▸ **PROBLEM DETAILS**: Extract the data exactly, missing nothing.

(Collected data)
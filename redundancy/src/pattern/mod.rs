//! Pattern builders.
//!
//! A pattern is described by a tagged [`PatternConfig`] and validated by one free
//! function per kind. Validation either yields a [`FaultTolerantContainer`] or the
//! full list of [`ConfigIssue`](crate::error::ConfigIssue)s, each naming its field.
//!
//! | Kind | Aggregation |
//! |------|-------------|
//! | Combiner | linear opinion pool or a caller-supplied aggregator |
//! | Sparing | redundancy switch over operational and spare units |
//! | Comparison | primary accepted on full top-N agreement with a comparator |
//! | Conformal voting | majority vote or weighted pooling over conformal sets, gated by conformity |
//!
//! # Usage
//!
//! ```ignore
//! let container = PatternConfig::Combiner(
//!     CombinerConfig::new("C_seed")
//!         .add_channel(Channel::varying_seed("fake_brooklyn", 11))
//!         .add_channel(Channel::varying_seed("fake_brooklyn", 12))
//!         .combine_uniformly(),
//! )
//! .build()?;
//! ```

pub mod config;
pub mod validate;

pub use config::{
    CombinerConfig, ComparisonConfig, ConformalVotingConfig, SparingConfig, UnitSpec,
};
pub use validate::{
    validate_combiner, validate_comparison, validate_conformal_voting, validate_sparing,
};

use crate::container::FaultTolerantContainer;
use crate::error::{ConfigErrors, RedundancyResult};

/// Configuration of one pattern, tagged by kind.
#[derive(Debug, Clone)]
pub enum PatternConfig {
    Combiner(CombinerConfig),
    Sparing(SparingConfig),
    Comparison(ComparisonConfig),
    ConformalVoting(ConformalVotingConfig),
}

impl PatternConfig {
    pub fn kind(&self) -> &'static str {
        match self {
            Self::Combiner(_) => "combiner",
            Self::Sparing(_) => "sparing",
            Self::Comparison(_) => "comparison",
            Self::ConformalVoting(_) => "conformal_voting",
        }
    }

    pub fn id(&self) -> &str {
        match self {
            Self::Combiner(c) => &c.id,
            Self::Sparing(c) => &c.id,
            Self::Comparison(c) => &c.id,
            Self::ConformalVoting(c) => &c.id,
        }
    }

    pub fn build(self) -> RedundancyResult<FaultTolerantContainer> {
        Ok(build_pattern(self)?)
    }
}

/// Validate `config` and wire its container.
pub fn build_pattern(config: PatternConfig) -> Result<FaultTolerantContainer, ConfigErrors> {
    match config {
        PatternConfig::Combiner(c) => validate_combiner(c),
        PatternConfig::Sparing(c) => validate_sparing(c),
        PatternConfig::Comparison(c) => validate_comparison(c),
        PatternConfig::ConformalVoting(c) => validate_conformal_voting(c),
    }
}
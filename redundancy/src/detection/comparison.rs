//! Comparison-based fault detection.

use super::FaultDetector;
use crate::aggregation::ComparisonGate;
use crate::channel::ChannelId;
use crate::error::RedundancyResult;
use crate::record::MeasurementRecord;

/// Faulty whenever the wrapped gate rejects.
///
/// The gate names its own channels, so the unit's primary is not consulted.
#[derive(Debug, Clone)]
pub struct ComparisonDetector {
    gate: ComparisonGate,
}

impl ComparisonDetector {
    pub fn new(gate: ComparisonGate) -> Self {
        Self { gate }
    }

    pub fn between(primary: ChannelId, comparator: ChannelId) -> Self {
        Self::new(ComparisonGate::new(primary, comparator))
    }

    pub fn gate(&self) -> &ComparisonGate {
        &self.gate
    }
}

impl FaultDetector for ComparisonDetector {
    fn is_faulty(
        &self,
        _primary: &ChannelId,
        records: &[MeasurementRecord],
    ) -> RedundancyResult<bool> {
        Ok(!self.gate.accept(records)?)
    }

    fn required_channels(&self, _primary: &ChannelId) -> Vec<ChannelId> {
        self.gate.channels().into_iter().cloned().collect()
    }
}
use std::path::PathBuf;

use anyhow::{Context, Result};
use clap::Parser;
use tracing::info;

use redundancy::save_results;
use redundancy_runner::config::RunnerConfig;

/// Command-line arguments
#[derive(Parser, Debug)]
#[command(author, version, about, long_about = None)]
struct Args {
    /// Path to the runner TOML config (overrides REDUNDANCY_CONFIG)
    #[arg(long)]
    config: Option<PathBuf>,

    /// Number of jobs to generate (overrides the config)
    #[arg(long)]
    jobs: Option<usize>,

    /// Seed for job generation, sampling and tie-breaks (overrides the config)
    #[arg(long)]
    seed: Option<u64>,

    /// Where to write the per-job results as JSON (overrides the config)
    #[arg(long)]
    output: Option<PathBuf>,
}

#[tokio::main]
async fn main() -> Result<()> {
    tracing_subscriber::fmt()
        .with_env_filter(
            tracing_subscriber::EnvFilter::try_from_default_env()
                .unwrap_or_else(|_| "info".into()),
        )
        .init();

    let args = Args::parse();
    let mut config = RunnerConfig::load(args.config.as_deref())?;
    if let Some(jobs) = args.jobs {
        config.jobs = jobs;
    }
    if let Some(seed) = args.seed {
        config.seed = seed;
    }
    if args.output.is_some() {
        config.output = args.output;
    }

    let output = redundancy_runner::run(&config).await?;
    for container in &output.summary.containers {
        info!(
            container = %container.container,
            jobs = container.jobs,
            accepted = container.accepted,
            aggregate_correct = container.aggregate_correct,
            closest_correct = container.closest_correct,
            avg_channel_position = ?container.avg_channel_position,
            "Container summary"
        );
    }

    if let Some(path) = &config.output {
        save_results(path, &output.persisted)
            .context(format!("Failed to write results to {}", path.display()))?;
        info!(path = %path.display(), results = output.persisted.len(), "Results saved");
    }

    println!("{}", serde_json::to_string_pretty(&output.summary)?);
    Ok(())
}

▸ **RESPONSE TO THE TASK**:
filename redundancy/src/pattern/mod.rs
//! Pattern builders.
//!
//! A pattern is described by a tagged [`PatternConfig`] and validated by one free
//! function per kind. Validation either yields a [`FaultTolerantContainer`] or the
//! full list of [`ConfigIssue`](crate::error::ConfigIssue)s, each naming its field.
//!
//! | Kind | Aggregation |
//! |------|-------------|
//! | Combiner | linear opinion pool or a caller-supplied aggregator |
//! | Sparing | redundancy switch over operational and spare units |
//! | Comparison | primary accepted on full top-N agreement with a comparator |
//! | Conformal voting | majority vote or weighted pooling over conformal sets, gated by conformity |
//!
//! # Usage
//!
//! ```ignore
//! let container = PatternConfig::Combiner(
//!     CombinerConfig::new("C_seed")
//!         .add_channel(Channel::varying_seed("fake_brooklyn", 11))
//!         .add_channel(Channel::varying_seed("fake_brooklyn", 12))
//!         .combine_uniformly(),
//! )
//! .build()?;
//! ```

pub mod config;
pub mod validate;

pub use config::{
    CombinerConfig, ComparisonConfig, ConformalVotingConfig, SparingConfig, UnitSpec,
};
pub use validate::{
    validate_combiner, validate_comparison, validate_conformal_voting, validate_sparing,
};

use crate::container::FaultTolerantContainer;
use crate::error::{ConfigErrors, RedundancyResult};

/// Configuration of one pattern, tagged by kind.
#[derive(Debug, Clone)]
pub enum PatternConfig {
    Combiner(CombinerConfig),
    Sparing(SparingConfig),
    Comparison(ComparisonConfig),
    ConformalVoting(ConformalVotingConfig),
}

impl PatternConfig {
    pub fn kind(&self) -> &'static str {
        match self {
            Self::Combiner(_) => "combiner",
            Self::Sparing(_) => "sparing",
            Self::Comparison(_) => "comparison",
            Self::ConformalVoting(_) => "conformal_voting",
        }
    }

    pub fn id(&self) -> &str {
        match self {
            Self::Combiner(c) => &c.id,
            Self::Sparing(c) => &c.id,
            Self::Comparison(c) => &c.id,
            Self::ConformalVoting(c) => &c.id,
        }
    }

    pub fn build(self) -> RedundancyResult<FaultTolerantContainer> {
        Ok(build_pattern(self)?)
    }
}

/// Validate `config` and wire its container.
pub fn build_pattern(config: PatternConfig) -> Result<FaultTolerantContainer, ConfigErrors> {
    match config {
        PatternConfig::Combiner(c) => validate_combiner(c),
        PatternConfig::Sparing(c) => validate_sparing(c),
        PatternConfig::Comparison(c) => validate_comparison(c),
        PatternConfig::ConformalVoting(c) => validate_conformal_voting(c),
    }
}
filename redundancy/src/detection/comparison.rs
//! Comparison-based fault detection.

use super::FaultDetector;
use crate::aggregation::ComparisonGate;
use crate::channel::ChannelId;
use crate::error::RedundancyResult;
use crate::record::MeasurementRecord;

/// Faulty whenever the wrapped gate rejects.
///
/// The gate names its own channels, so the unit's primary is not consulted.
#[derive(Debug, Clone)]
pub struct ComparisonDetector {
    gate: ComparisonGate,
}

impl ComparisonDetector {
    pub fn new(gate: ComparisonGate) -> Self {
        Self { gate }
    }

    pub fn between(primary: ChannelId, comparator: ChannelId) -> Self {
        Self::new(ComparisonGate::new(primary, comparator))
    }

    pub fn gate(&self) -> &ComparisonGate {
        &self.gate
    }
}

impl FaultDetector for ComparisonDetector {
    fn is_faulty(
        &self,
        _primary: &ChannelId,
        records: &[MeasurementRecord],
    ) -> RedundancyResult<bool> {
        Ok(!self.gate.accept(records)?)
    }

    fn required_channels(&self, _primary: &ChannelId) -> Vec<ChannelId> {
        self.gate.channels().into_iter().cloned().collect()
    }
}
use std::path::PathBuf;

use anyhow::{Context, Result};
use clap::Parser;
use tracing::info;

use redundancy::save_results;
use redundancy_runner::config::RunnerConfig;

/// Command-line arguments
#[derive(Parser, Debug)]
#[command(author, version, about, long_about = None)]
struct Args {
    /// Path to the runner TOML config (overrides REDUNDANCY_CONFIG)
    #[arg(long)]
    config: Option<PathBuf>,

    /// Number of jobs to generate (overrides the config)
    #[arg(long)]
    jobs: Option<usize>,

    /// Seed for job generation, sampling and tie-breaks (overrides the config)
    #[arg(long)]
    seed: Option<u64>,

    /// Where to write the per-job results as JSON (overrides the config)
    #[arg(long)]
    output: Option<PathBuf>,
}

#[tokio::main]
async fn main() -> Result<()> {
    tracing_subscriber::fmt()
        .with_env_filter(
            tracing_subscriber::EnvFilter::try_from_default_env()
                .unwrap_or_else(|_| "info".into()),
        )
        .init();

    let args = Args::parse();
    let mut config = RunnerConfig::load(args.config.as_deref())?;
    if let Some(jobs) = args.jobs {
        config.jobs = jobs;
    }
    if let Some(seed) = args.seed {
        config.seed = seed;
    }
    if args.output.is_some() {
        config.output = args.output;
    }

    let output = redundancy_runner::run(&config).await?;
    for container in &output.summary.containers {
        info!(
            container = %container.container,
            jobs = container.jobs,
            accepted = container.accepted,
            aggregate_correct = container.aggregate_correct,
            closest_correct = container.closest_correct,
            avg_channel_position = ?container.avg_channel_position,
            "Container summary"
        );
    }

    if let Some(path) = &config.output {
        save_results(path, &output.persisted)
            .context(format!("Failed to write results to {}", path.display()))?;
        info!(path = %path.display(), results = output.persisted.len(), "Results saved");
    }

    println!("{}", serde_json::to_string_pretty(&output.summary)?);
    Ok(())
}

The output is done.